I - The Need for IT Strategy

Gregg Powers, Senior Management Consultant  :  05 August 2009 / 4:58 PM  :  1

This represents the first in a series of 10 blogs designed to give a bottom up approach to looking at IT Strategy.

Have you heard some of the old adages related to strategy and planning?

"If we fail to plan then we plan to fail"

"If we don’t know where we are going, any road will get us there"

The most applicable metaphor for me as relates to IT management without a plan is the wandering of the Israeli tribes through the desert for 40 years.  Although this was divinely orchestrated, the results are similar.  Groups of people treading over the same ground, inefficient use of their individual energies and resources, lack of a common direction, and ambling along responding to tactical needs, but not towards a defined destination.

In reality, this is an over simplification of what happens within many IT organizations but the lessons learned from it are relevant to most IT organizations.  Organizations often hire IT executives which possess a wide range of capabilities.  In some cases, the capabilities of the individual are sufficient to meet at least part of the needs of the larger organization – at least for awhile.  As the organization matures and the business landscape changes (and the business with it), even the most savvy CIO’s can find themselves in a compromised position without a plan.

In a more pragmatic vein, individuals within the organizations not having effective IT Strategic Plans often are overheard saying the following things.

"The IT Department is out of sync with our company's needs."
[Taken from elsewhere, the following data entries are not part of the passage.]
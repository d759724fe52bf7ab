use ragcore::{NodeExecutor, NodeType};
use std::collections::HashMap;
use std::sync::Arc;

/// Fixed mapping from node-type tag to the executor instance handling it.
///
/// Populated once at process start; the engine loop only reads it. New node
/// types register here without the engine loop changing.
pub struct ExecutorRegistry {
    executors: HashMap<NodeType, Arc<dyn NodeExecutor>>,
}

impl ExecutorRegistry {
    pub fn new() -> Self {
        Self {
            executors: HashMap::new(),
        }
    }

    pub fn register(&mut self, node_type: NodeType, executor: Arc<dyn NodeExecutor>) {
        tracing::info!(node_type = %node_type, "registering node executor");
        self.executors.insert(node_type, executor);
    }

    pub fn get(&self, node_type: NodeType) -> Option<Arc<dyn NodeExecutor>> {
        self.executors.get(&node_type).cloned()
    }

    pub fn registered_types(&self) -> Vec<NodeType> {
        let mut types: Vec<NodeType> = self.executors.keys().copied().collect();
        types.sort_by_key(|t| t.as_str());
        types
    }
}

impl Default for ExecutorRegistry {
    fn default() -> Self {
        Self::new()
    }
}
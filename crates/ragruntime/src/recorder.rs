use crate::engine::PlannedNode;
use crate::store::ResultsStore;
use ragcore::{Envelope, ExecutionResult, NodeError, NodeExecution, NodeStatus};
use std::future::Future;
use std::sync::Arc;
use std::time::Instant;

/// Wraps each executor invocation with timing and status capture, and
/// persists the finished run.
pub struct ExecutionRecorder {
    results: Arc<dyn ResultsStore>,
}

impl ExecutionRecorder {
    pub fn new(results: Arc<dyn ResultsStore>) -> Self {
        Self { results }
    }

    /// Drive one node invocation and build its trace record. Returns the
    /// record plus the next envelope when the node succeeded.
    pub async fn observe<F>(
        &self,
        node: &PlannedNode,
        input: Envelope,
        invocation: F,
    ) -> (NodeExecution, Option<Envelope>)
    where
        F: Future<Output = Result<Envelope, NodeError>>,
    {
        let started = Instant::now();
        let outcome = invocation.await;
        let elapsed = started.elapsed().as_secs_f64();

        match outcome {
            Ok(output) => (
                NodeExecution {
                    node_id: node.id,
                    node_name: node.name.clone(),
                    node_type: node.node_type,
                    input,
                    output: output.clone(),
                    processing_time_seconds: elapsed,
                    status: NodeStatus::Success,
                    error: None,
                },
                Some(output),
            ),
            Err(e) => (
                NodeExecution {
                    node_id: node.id,
                    node_name: node.name.clone(),
                    node_type: node.node_type,
                    input,
                    output: Envelope::new(),
                    processing_time_seconds: elapsed,
                    status: NodeStatus::Error,
                    error: Some(e.to_string()),
                },
                None,
            ),
        }
    }

    /// Persist a finished run. Fire-and-forget: a store failure is logged
    /// and never changes the caller-visible result.
    pub fn persist(&self, result: &ExecutionResult) {
        let store = Arc::clone(&self.results);
        let result = result.clone();
        tokio::spawn(async move {
            if let Err(e) = store.save(&result).await {
                tracing::error!(
                    execution_id = %result.id,
                    error = %e,
                    "failed to persist execution result"
                );
            }
        });
    }
}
"Our IT department is not responsive."

"Why is IT working on that?"

"We don't understand why we are spending so much in IT."

But the key question is – will anyone notice?  The short answer is yes.  Aware business executives are becoming more and more aware that IT is one of the primary enablers (and in some cases drivers through IT-based innovation) of achieving their business goals and objectives.   IT, with a sufficient base of business knowledge (processes and strategy) can directly contribute to both top and bottom line gains.  In organizations where effective accountability frameworks are employed, corporate executive management will hold business unit executives accountable for their results.  If business unit executives perceive that IT is a stumbling block to achieving those goals and objectives, this will be relayed to quickly to corporate executive management with IT receiving its due visibility.   Strategy is a core element of IT to business alignment.  There are many cases studies showcasing what an aligned organization can accomplish. 

As the United States and the world enter a new phase of a global and integrated economy, business executives are going to be held to increasing levels of scrutiny with respect to their results.  The need to deliver business value through the judicious application of information technology has never been greater. 

If we take this need as a given, we must further acknowledge as a fundamental axiom that there are simply too many moving parts to an IT organization to be able to effectively manage all aspects of IT without a plan.  Even builders, which have less to deal with in terms of complexity, will not build a house without a plan.  Combine this with the continuing pace of technology advancement and it provides any CIO with a challenge to manage effectively.    A Strategic Plan provides exactly that – a plan that defines the strategies which must be executed to meet business objectives.  A Strategic Plan has a counterpart, an operational plan which bridges the gap between strategy and implementation.  The greater need however is the Strategic Plan as individuals have historically shown improved capabilities in terms of finding a way to execute defined strategies.

This blog entry looks at the basics of the value proposition associated with the IT Strategic Plan.    Some of the most compelling value propositions of an IT Strategic Plan are explored below.

Identifies how IT generates business value
IT strategy, when properly developed, assists in defining how IT generates business value for the organization.  In fact, the primary purpose of an IT Strategic Plan is to guide IT in a manner that generates this value.   With IT becoming so much more central to the development and execution of aspects of business strategy, much more attention needs to be paid to IT strategy development than it has been paid in the past. What businesses want to accomplish with their IT and how IT shapes its own delivery strategy is increasingly vital to the success of an organization.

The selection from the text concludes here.